Mata uang Garuda sebenarnya sudah menunjukkan sinyal lesu sejak pembukaan pasar, di mana posisinya sempat tertahan di angka Rp18.170 per dolar AS atau terkoreksi 134 poin (0,75 persen), sebelum akhirnya tergelincir makin dalam pada pukul 13.48 WIB.

Presiden Direktur PT Doo Financial Futures, Ariston Tjandra, menegaskan bahwa kejatuhan rupiah ke level Rp18.201 ini merupakan kondisi krusial yang tidak bisa dianggap normal lagi oleh otoritas moneter maupun pemerintah.

Ia memperingatkan bahwa jika tren depresiasi ini terus bergulir dalam jangka panjang, efek domininya dipastikan langsung memukul sektor riil masyarakat.

“Pelemahan rupiah ke dalam negeri berimbas ke kenaikan harga konsumsi dan produksi atau inflasi, penurunan daya beli, beban utang dolar AS meningkat, hingga potensi pemutusan hubungan kerja (PHK). Jadi itu yang harus benar-benar dijaga,” papar Ariston saat dihubungi, Senin (8/6).

Menurut analisisnya, keambrukan kurs rupiah saat ini dipicu oleh bauran agresif antara faktor eksternal dan internal.
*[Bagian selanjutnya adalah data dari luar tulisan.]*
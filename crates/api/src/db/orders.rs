//! Orders and order items.

use rust_decimal::Decimal;

use emporium_core::{OrderId, OrderItemId, OrderStatus, PageRequest, PaymentMethod, ProductId, UserId};

use super::{PgExecutor, RepositoryError, conflict_on_unique};
use crate::models::order::OrderTotals;
use crate::models::{Order, OrderItem, ShippingAddress};

const ORDER_COLUMNS: &str = "id, order_number, user_id, status, subtotal, discount_amount, \
     shipping_cost, total, coupon_code, payment_method, shipping_name, shipping_phone, \
     shipping_line1, shipping_line2, shipping_city, shipping_postal_code, shipping_country, \
     notes, created_at, updated_at";

const ITEM_COLUMNS: &str =
    "id, order_id, product_id, product_name, sku, unit_price, quantity, line_total";

/// Header fields of a new order.
#[derive(Debug)]
pub struct NewOrder<'a> {
    pub order_number: &'a str,
    pub user_id: UserId,
    pub totals: OrderTotals,
    pub coupon_code: Option<&'a str>,
    pub payment_method: PaymentMethod,
    pub shipping: &'a ShippingAddress,
    pub notes: Option<&'a str>,
}

/// An item snapshot to insert.
#[derive(Debug, Clone)]
pub struct NewOrderItem {
    pub product_id: ProductId,
    pub product_name: String,
    pub sku: String,
    pub unit_price: Decimal,
    pub quantity: i32,
    pub line_total: Decimal,
}

/// # Errors
///
/// Returns `RepositoryError::Conflict` on an order number collision.
pub async fn create(db: impl PgExecutor<'_>, new: &NewOrder<'_>) -> Result<Order, RepositoryError> {
    sqlx::query_as::<_, Order>(&format!(
        "INSERT INTO orders (id, order_number, user_id, subtotal, discount_amount, shipping_cost, \
             total, coupon_code, payment_method, shipping_name, shipping_phone, shipping_line1, \
             shipping_line2, shipping_city, shipping_postal_code, shipping_country, notes) \
         VALUES ($1, $2, $3, $4, $5, $6, $7, $8, $9, $10, $11, $12, $13, $14, $15, $16, $17) \
         RETURNING {ORDER_COLUMNS}"
    ))
    .bind(OrderId::generate())
    .bind(new.order_number)
    .bind(new.user_id)
    .bind(new.totals.subtotal)
    .bind(new.totals.discount)
    .bind(new.totals.shipping)
    .bind(new.totals.total)
    .bind(new.coupon_code)
    .bind(new.payment_method)
    .bind(&new.shipping.name)
    .bind(&new.shipping.phone)
    .bind(&new.shipping.line1)
    .bind(&new.shipping.line2)
    .bind(&new.shipping.city)
    .bind(&new.shipping.postal_code)
    .bind(&new.shipping.country)
    .bind(new.notes)
    .fetch_one(db)
    .await
    .map_err(conflict_on_unique("order number already exists"))
}

/// Insert every item snapshot in one statement.
///
/// # Errors
///
/// Returns `RepositoryError::Database` if the query fails.
pub async fn insert_items(
    db: impl PgExecutor<'_>,
    order_id: OrderId,
    items: &[NewOrderItem],
) -> Result<Vec<OrderItem>, RepositoryError> {
    let ids: Vec<OrderItemId> = items.iter().map(|_| OrderItemId::generate()).collect();
    let product_ids: Vec<ProductId> = items.iter().map(|i| i.product_id).collect();
    let names: Vec<&str> = items.iter().map(|i| i.product_name.as_str()).collect();
    let skus: Vec<&str> = items.iter().map(|i| i.sku.as_str()).collect();
    let prices: Vec<Decimal> = items.iter().map(|i| i.unit_price).collect();
    let quantities: Vec<i32> = items.iter().map(|i| i.quantity).collect();
    let totals: Vec<Decimal> = items.iter().map(|i| i.line_total).collect();

    let rows = sqlx::query_as::<_, OrderItem>(&format!(
        "INSERT INTO order_items (id, order_id, product_id, product_name, sku, unit_price, quantity, line_total) \
         SELECT u.id, $2, u.product_id, u.product_name, u.sku, u.unit_price, u.quantity, u.line_total \
         FROM UNNEST($1::uuid[], $3::uuid[], $4::text[], $5::text[], $6::numeric[], $7::int4[], $8::numeric[]) \
             AS u(id, product_id, product_name, sku, unit_price, quantity, line_total) \
         RETURNING {ITEM_COLUMNS}"
    ))
    .bind(&ids)
    .bind(order_id)
    .bind(&product_ids)
    .bind(&names)
    .bind(&skus)
    .bind(&prices)
    .bind(&quantities)
    .bind(&totals)
    .fetch_all(db)
    .await?;
    Ok(rows)
}

/// # Errors
///
/// Returns `RepositoryError::Database` if the query fails.
pub async fn get(db: impl PgExecutor<'_>, id: OrderId) -> Result<Option<Order>, RepositoryError> {
    let row = sqlx::query_as::<_, Order>(&format!("SELECT {ORDER_COLUMNS} FROM orders WHERE id = $1"))
        .bind(id)
        .fetch_optional(db)
        .await?;
    Ok(row)
}

/// Fetch and lock an order row.
///
/// # Errors
///
/// Returns `RepositoryError::Database` if the query fails.
pub async fn lock(db: impl PgExecutor<'_>, id: OrderId) -> Result<Option<Order>, RepositoryError> {
    let row = sqlx::query_as::<_, Order>(&format!(
        "SELECT {ORDER_COLUMNS} FROM orders WHERE id = $1 FOR UPDATE"
    ))
    .bind(id)
    .fetch_optional(db)
    .await?;
    Ok(row)
}

/// # Errors
///
/// Returns `RepositoryError::Database` if the query fails.
pub async fn items(db: impl PgExecutor<'_>, order_id: OrderId) -> Result<Vec<OrderItem>, RepositoryError> {
    let rows = sqlx::query_as::<_, OrderItem>(&format!(
        "SELECT {ITEM_COLUMNS} FROM order_items WHERE order_id = $1 ORDER BY product_name, id"
    ))
    .bind(order_id)
    .fetch_all(db)
    .await?;
    Ok(rows)
}

/// Orders of one user, newest first.
///
/// # Errors
///
/// Returns `RepositoryError::Database` if the query fails.
pub async fn list_for_user<'c, E>(
    db: E,
    user_id: UserId,
    page: PageRequest,
) -> Result<(Vec<Order>, i64), RepositoryError>
where
    E: PgExecutor<'c> + Copy,
{
    let total = sqlx::query_scalar::<_, i64>("SELECT COUNT(*) FROM orders WHERE user_id = $1")
        .bind(user_id)
        .fetch_one(db)
        .await?;
    let rows = sqlx::query_as::<_, Order>(&format!(
        "SELECT {ORDER_COLUMNS} FROM orders WHERE user_id = $1 \
         ORDER BY created_at DESC, id LIMIT $2 OFFSET $3"
    ))
    .bind(user_id)
    .bind(page.limit())
    .bind(page.offset())
    .fetch_all(db)
    .await?;
    Ok((rows, total))
}

/// All orders, optionally filtered by status, newest first.
///
/// # Errors
///
/// Returns `RepositoryError::Database` if the query fails.
pub async fn list_all<'c, E>(
    db: E,
    status: Option<OrderStatus>,
    page: PageRequest,
) -> Result<(Vec<Order>, i64), RepositoryError>
where
    E: PgExecutor<'c> + Copy,
{
    let total = sqlx::query_scalar::<_, i64>(
        "SELECT COUNT(*) FROM orders WHERE $1::order_status IS NULL OR status = $1",
    )
    .bind(status)
    .fetch_one(db)
    .await?;
    let rows = sqlx::query_as::<_, Order>(&format!(
        "SELECT {ORDER_COLUMNS} FROM orders WHERE $1::order_status IS NULL OR status = $1 \
         ORDER BY created_at DESC, id LIMIT $2 OFFSET $3"
    ))
    .bind(status)
    .bind(page.limit())
    .bind(page.offset())
    .fetch_all(db)
    .await?;
    Ok((rows, total))
}

/// # Errors
///
/// Returns `RepositoryError::NotFound` if the order does not exist.
pub async fn set_status(
    db: impl PgExecutor<'_>,
    id: OrderId,
    status: OrderStatus,
) -> Result<Order, RepositoryError> {
    sqlx::query_as::<_, Order>(&format!(
        "UPDATE orders SET status = $2, updated_at = NOW() WHERE id = $1 RETURNING {ORDER_COLUMNS}"
    ))
    .bind(id)
    .bind(status)
    .fetch_optional(db)
    .await?
    .ok_or(RepositoryError::NotFound)
}

/// Whether the user has a delivered order containing the product.
///
/// # Errors
///
/// Returns `RepositoryError::Database` if the query fails.
pub async fn has_delivered_purchase(
    db: impl PgExecutor<'_>,
    user_id: UserId,
    product_id: ProductId,
) -> Result<bool, RepositoryError> {
    let found = sqlx::query_scalar::<_, bool>(
        "SELECT EXISTS ( \
             SELECT 1 FROM orders o JOIN order_items oi ON oi.order_id = o.id \
             WHERE o.user_id = $1 AND oi.product_id = $2 AND o.status = 'delivered' \
         )",
    )
    .bind(user_id)
    .bind(product_id)
    .fetch_one(db)
    .await?;
    Ok(found)
}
Dari sisi global, keperkasaan indeks dolar AS yang menekan mata uang negara berkembang berpadu negatif dengan meningkatnya ketegangan geopolitik di Timur Tengah yang melambungkan harga minyak mentah dunia.

Kondisi eksternal yang sangat kuat ini turut menyeret pelemahan berbagai mata uang lain di dunia.

Namun, faktor domestik dinilai ikut memperbesar tekanan terhadap pergerakan rupiah.

Sentimen internal tersebut dimulai dari derasnya modal investor asing yang keluar dari pasar saham Indonesia (IHSG) imbas penyesuaian indeks global seperti Morgan Stanley Capital International (MSCI).

Selain itu, para pelaku pasar dan investor juga tengah mencermati dengan sangat sensitif terkait ketahanan fiskal negara dalam jangka panjang.

Program-program strategis baru pemerintah yang membutuhkan dukungan pembiayaan belanja jumbo—seperti Makan Bergizi Gratis (MBG) dan Koperasi Desa (Kopdes) Merah Putih—menjadi sorotan utama bagi investor dalam menilai arah kebijakan ekonomi ke depan.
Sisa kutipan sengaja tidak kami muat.